- Directions for this task: Every line of the data below should be retyped exactly.

Dataset entries:
*-*-*
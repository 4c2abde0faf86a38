//! Append-only, deduplicated record of raw listening events.

mod models;
mod normalize;
mod schema;
mod store;

pub use models::{
    ArtistCredit, ArtistListening, IncomingPlay, IngestError, PlayCursor, PlayEvent, PlayRecord,
    RecordOutcome, FALLBACK_TRACK_LENGTH_MS,
};
pub use normalize::normalize_name;
pub use store::{PlayStore, PlayStream, SqlitePlayStore};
*-*-*
- Finished exercise:
repository 4c2abde0faf86a38
//! Append-only, deduplicated record of raw listening events.

mod models;
mod normalize;
mod schema;
mod store;

pub use models::{
    ArtistCredit, ArtistListening, IncomingPlay, IngestError, PlayCursor, PlayEvent, PlayRecord,
    RecordOutcome, FALLBACK_TRACK_LENGTH_MS,
};
pub use normalize::normalize_name;
pub use store::{PlayStore, PlayStream, SqlitePlayStore};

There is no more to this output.